Exercise directions:
From the data, return each line holding the word "Debug".

Data provided:
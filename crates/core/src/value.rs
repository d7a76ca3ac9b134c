//! Value types for rowmap
//!
//! This module defines:
//! - Value: the closed scalar enum for every field kind the mapper supports
//! - Kind: the matching type discriminator, used for decode dispatch
//!
//! ## Scalar Model
//!
//! The Value enum has exactly 5 variants:
//! - Int, Uint, Float, Bool, String
//!
//! Every record field maps to one of these kinds; codecs encode and decode
//! them without implicit coercion. `Int(1) != Uint(1)` and
//! `Int(1) != Float(1.0)`: different kinds are never equal. Float equality
//! follows IEEE-754 semantics (`NaN != NaN`, `-0.0 == 0.0`).

use serde::{Deserialize, Serialize};
use std::fmt;

/// Canonical scalar value for record fields
///
/// This enum represents the 5 scalar kinds a record field can hold on the
/// wire. Codecs dispatch on the variant when encoding and on [`Kind`] when
/// decoding, so the set is closed on purpose: adding a variant means
/// touching every codec.
#[derive(Debug, Clone, PartialEq, Serialize, Deserialize)]
pub enum Value {
    /// 64-bit signed integer
    Int(i64),
    /// 64-bit unsigned integer
    Uint(u64),
    /// 64-bit floating point (IEEE-754)
    Float(f64),
    /// Boolean value
    Bool(bool),
    /// UTF-8 string
    String(String),
}

impl Value {
    /// Get the kind discriminator for this value
    pub fn kind(&self) -> Kind {
        match self {
            Value::Int(_) => Kind::Int,
            Value::Uint(_) => Kind::Uint,
            Value::Float(_) => Kind::Float,
            Value::Bool(_) => Kind::Bool,
            Value::String(_) => Kind::String,
        }
    }

    /// Get the type name as a string
    pub fn type_name(&self) -> &'static str {
        self.kind().type_name()
    }

    /// Check if this is an integer value
    pub fn is_int(&self) -> bool {
        matches!(self, Value::Int(_))
    }

    /// Check if this is an unsigned integer value
    pub fn is_uint(&self) -> bool {
        matches!(self, Value::Uint(_))
    }

    /// Check if this is a float value
    pub fn is_float(&self) -> bool {
        matches!(self, Value::Float(_))
    }

    /// Check if this is a boolean value
    pub fn is_bool(&self) -> bool {
        matches!(self, Value::Bool(_))
    }

    /// Check if this is a string value
    pub fn is_string(&self) -> bool {
        matches!(self, Value::String(_))
    }

    /// Get as i64 if this is an Int value
    pub fn as_int(&self) -> Option<i64> {
        match self {
            Value::Int(n) => Some(*n),
            _ => None,
        }
    }

    /// Get as u64 if this is a Uint value
    pub fn as_uint(&self) -> Option<u64> {
        match self {
            Value::Uint(n) => Some(*n),
            _ => None,
        }
    }

    /// Get as f64 if this is a Float value
    pub fn as_float(&self) -> Option<f64> {
        match self {
            Value::Float(n) => Some(*n),
            _ => None,
        }
    }

    /// Get as bool if this is a Bool value
    pub fn as_bool(&self) -> Option<bool> {
        match self {
            Value::Bool(b) => Some(*b),
            _ => None,
        }
    }

    /// Get as &str if this is a String value
    pub fn as_str(&self) -> Option<&str> {
        match self {
            Value::String(s) => Some(s),
            _ => None,
        }
    }
}

impl From<i64> for Value {
    fn from(n: i64) -> Self {
        Value::Int(n)
    }
}

impl From<u64> for Value {
    fn from(n: u64) -> Self {
        Value::Uint(n)
    }
}

impl From<f64> for Value {
    fn from(n: f64) -> Self {
        Value::Float(n)
    }
}

impl From<bool> for Value {
    fn from(b: bool) -> Self {
        Value::Bool(b)
    }
}

impl From<String> for Value {
    fn from(s: String) -> Self {
        Value::String(s)
    }
}

impl From<&str> for Value {
    fn from(s: &str) -> Self {
        Value::String(s.to_string())
    }
}

/// Scalar kind discriminator
///
/// Declared on every [`FieldBinding`](crate::record::FieldBinding) so the
/// mapper knows which decode to run for a column's bytes before the typed
/// value exists.
#[derive(Debug, Clone, Copy, PartialEq, Eq, Hash, Serialize, Deserialize)]
pub enum Kind {
    /// 64-bit signed integer
    Int,
    /// 64-bit unsigned integer
    Uint,
    /// 64-bit floating point
    Float,
    /// Boolean
    Bool,
    /// UTF-8 string
    String,
}

impl Kind {
    /// Get the type name as a string
    pub fn type_name(&self) -> &'static str {
        match self {
            Kind::Int => "int64",
            Kind::Uint => "uint64",
            Kind::Float => "float64",
            Kind::Bool => "bool",
            Kind::String => "string",
        }
    }
}

impl fmt::Display for Kind {
    fn fmt(&self, f: &mut fmt::Formatter<'_>) -> fmt::Result {
        f.write_str(self.type_name())
    }
}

Response to this task:
#[derive(Debug, Clone, PartialEq, Serialize, Deserialize)]
#[derive(Debug, Clone, Copy, PartialEq, Eq, Hash, Serialize, Deserialize)]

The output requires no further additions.